Jeff Horwitz, an investigative journalist for The Associated Press, is the 2018 recipient of its annual Christopher J. Welles Memorial Prize for path-breaking and persistent reporting on the Paul Manafort saga.
The award is given by the Knight-Bagehot Fellowship in Economics and Business at the Columbia University Graduate School of Journalism.
The Knight-Bagehot Advisory Board noted how the AP articles were the first to report on Manafort, who was campaign chair for presidential candidate Donald Trump, overseeing an illegal covert lobbying campaign in Washington, D.C. That global enterprise reporting set in motion a chain of subsequent articles, by the AP and others, eventually setting the stage for Manafort’s tax fraud and unregistered foreign agent cases.
“We’re delighted to recognize Jeff’s work, which truly embodies why deeply reported business and financial journalism has been so front and center in covering President Trump and his campaign, as well as his administration,” said Raju Narisetti, director of the Knight-Bagehot program, in a statement. “It also illustrates the vital need to continue to support and enhance robust business journalism practices and skills, at a time when journalism and journalists are under attack.”

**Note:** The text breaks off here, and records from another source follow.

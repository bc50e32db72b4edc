//! The seam graph: pixels plus a source above the first row and a sink below
//! the last one.
//!
//! Edges point *downwards*: every pixel above the last row links to the three
//! (clamped) pixels of the row below it. Source feeds the whole first row and
//! the whole last row drains into sink. Every edge leaves a pixel for the row
//! below, so the graph is acyclic and any source-to-sink path visits exactly
//! one pixel per row, top to bottom.

use std::ops::Range;

use crate::grid::EnergyGrid;

/// A directed, weighted edge.
#[derive(Debug, Default, Clone, Copy, PartialEq, Eq)]
pub struct Edge {
    pub to: usize,
    pub weight: u64,
}

impl Edge {
    pub fn new(to: usize, weight: u64) -> Self {
        Edge { to, weight }
    }
}

/// Anything the shortest path solver can walk.
pub trait WeightedGraph {
    type Neighbors<'a>: Iterator<Item = Edge>
    where
        Self: 'a;

    fn node_count(&self) -> usize;

    /// Out-edges of `node`. Nodes outside the graph have none.
    fn neighbors(&self, node: usize) -> Self::Neighbors<'_>;
}

/// How the downward edges of the first and last column are generated.
#[derive(Debug, Default, Clone, Copy, PartialEq, Eq)]
pub enum BoundaryEdges {
    /// Columns are clamped into range, so a pixel on the left or right border
    /// gets two parallel edges to the same neighbour below (three when the
    /// grid is one column wide).
    #[default]
    Clamped,
    /// Parallel edges are collapsed into one.
    Distinct,
}

/// Implicit graph over an [`EnergyGrid`]. Edges are recomputed on every
/// [`WeightedGraph::neighbors`] call and never stored.
#[derive(Debug, Clone, Copy)]
pub struct SeamGraph<'g> {
    grid: &'g EnergyGrid,
    boundary: BoundaryEdges,
}

impl<'g> SeamGraph<'g> {
    pub fn new(grid: &'g EnergyGrid) -> Self {
        Self::with_boundary(grid, BoundaryEdges::default())
    }

    pub fn with_boundary(grid: &'g EnergyGrid, boundary: BoundaryEdges) -> Self {
        SeamGraph { grid, boundary }
    }

    pub fn grid(&self) -> &'g EnergyGrid {
        self.grid
    }

    pub fn source(&self) -> usize {
        self.grid.source()
    }

    pub fn sink(&self) -> usize {
        self.grid.sink()
    }

    fn pixel_edges(&self, row: usize, col: usize) -> GridNeighbors {
        let grid = self.grid;
        let mut edges = [Edge::default(); 3];
        let mut len = 0;

        if row + 1 < grid.rows() {
            let candidates = [
                col.saturating_sub(1),
                col,
                (col + 1).min(grid.cols() - 1),
            ];
            for (i, &down) in candidates.iter().enumerate() {
                if self.boundary == BoundaryEdges::Distinct && candidates[..i].contains(&down) {
                    continue;
                }
                let weight = grid.transition_cost((row, col), (row + 1, down));
                edges[len] = Edge::new(grid.node(row + 1, down), weight);
                len += 1;
            }
        } else {
            edges[len] = Edge::new(grid.sink(), 0);
            len += 1;
        }

        GridNeighbors::Pixel { edges, len, pos: 0 }
    }
}

impl WeightedGraph for SeamGraph<'_> {
    type Neighbors<'a>
        = GridNeighbors
    where
        Self: 'a;

    fn node_count(&self) -> usize {
        self.grid.node_count()
    }

    fn neighbors(&self, node: usize) -> GridNeighbors {
        if node == self.grid.source() {
            return GridNeighbors::Source(0..self.grid.cols());
        }
        match self.grid.pixel(node) {
            Some((row, col)) => self.pixel_edges(row, col),
            None => GridNeighbors::empty(),
        }
    }
}

/// Out-edges of a single [`SeamGraph`] node.
#[derive(Debug, Clone)]
pub enum GridNeighbors {
    /// Zero-weight edges to each first-row pixel; pixel `(0, c)` is node `c`.
    Source(Range<usize>),
    /// Up to three downward edges, or the single sink edge on the last row.
    Pixel {
        edges: [Edge; 3],
        len: usize,
        pos: usize,
    },
}

impl GridNeighbors {
    fn empty() -> Self {
        GridNeighbors::Pixel {
            edges: [Edge::default(); 3],
            len: 0,
            pos: 0,
        }
    }
}

impl Iterator for GridNeighbors {
    type Item = Edge;

    fn next(&mut self) -> Option<Edge> {
        match self {
            GridNeighbors::Source(cols) => cols.next().map(|to| Edge::new(to, 0)),
            GridNeighbors::Pixel { edges, len, pos } => {
                if *pos == *len {
                    return None;
                }
                let edge = edges[*pos];
                *pos += 1;
                Some(edge)
            }
        }
    }

    fn size_hint(&self) -> (usize, Option<usize>) {
        let left = match self {
            GridNeighbors::Source(cols) => cols.len(),
            GridNeighbors::Pixel { len, pos, .. } => len - pos,
        };
        (left, Some(left))
    }
}

impl ExactSizeIterator for GridNeighbors {}

/// A fully materialised adjacency list.
///
/// Built from any [`WeightedGraph`] (keeping its edge order) or by hand with
/// [`AdjacencyList::add_edge`].
#[derive(Debug, Clone, Default, PartialEq, Eq)]
pub struct AdjacencyList {
    adj: Vec<Vec<Edge>>,
}

impl AdjacencyList {
    pub fn new(node_count: usize) -> Self {
        AdjacencyList {
            adj: vec![Vec::new(); node_count],
        }
    }

    pub fn from_graph<G: WeightedGraph>(graph: &G) -> Self {
        let adj = (0..graph.node_count())
            .map(|node| graph.neighbors(node).collect())
            .collect();
        AdjacencyList { adj }
    }

    /// Appends `from -> to`. Parallel edges are kept.
    ///
    /// # Panics
    ///
    /// Panics if `from` is not below the node count the list was built with.
    pub fn add_edge(&mut self, from: usize, to: usize, weight: u64) {
        self.adj[from].push(Edge::new(to, weight));
    }

    pub fn edges(&self, node: usize) -> &[Edge] {
        self.adj.get(node).map(Vec::as_slice).unwrap_or(&[])
    }

    pub fn edge_count(&self) -> usize {
        self.adj.iter().map(Vec::len).sum()
    }
}

impl WeightedGraph for AdjacencyList {
    type Neighbors<'a> = std::iter::Copied<std::slice::Iter<'a, Edge>>;

    fn node_count(&self) -> usize {
        self.adj.len()
    }

    fn neighbors(&self, node: usize) -> Self::Neighbors<'_> {
        self.edges(node).iter().copied()
    }
}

The Welles Award honors the memory of Christopher J. Welles, a former director of the Knight-Bagehot Fellowship, who was considered “the premier business writer” from the 1960s to the ’80s, for his penetrating accounts of “shenanigans, abuses and downfalls.”
After Horwitz’s work was published one of Manafort’s clients sued the AP, even taking out a full-page ad in The Washington Post to try discredit the reporting. The suit was later dismissed and the AP stories furthered confirmed by documents later used in the Manafort trial.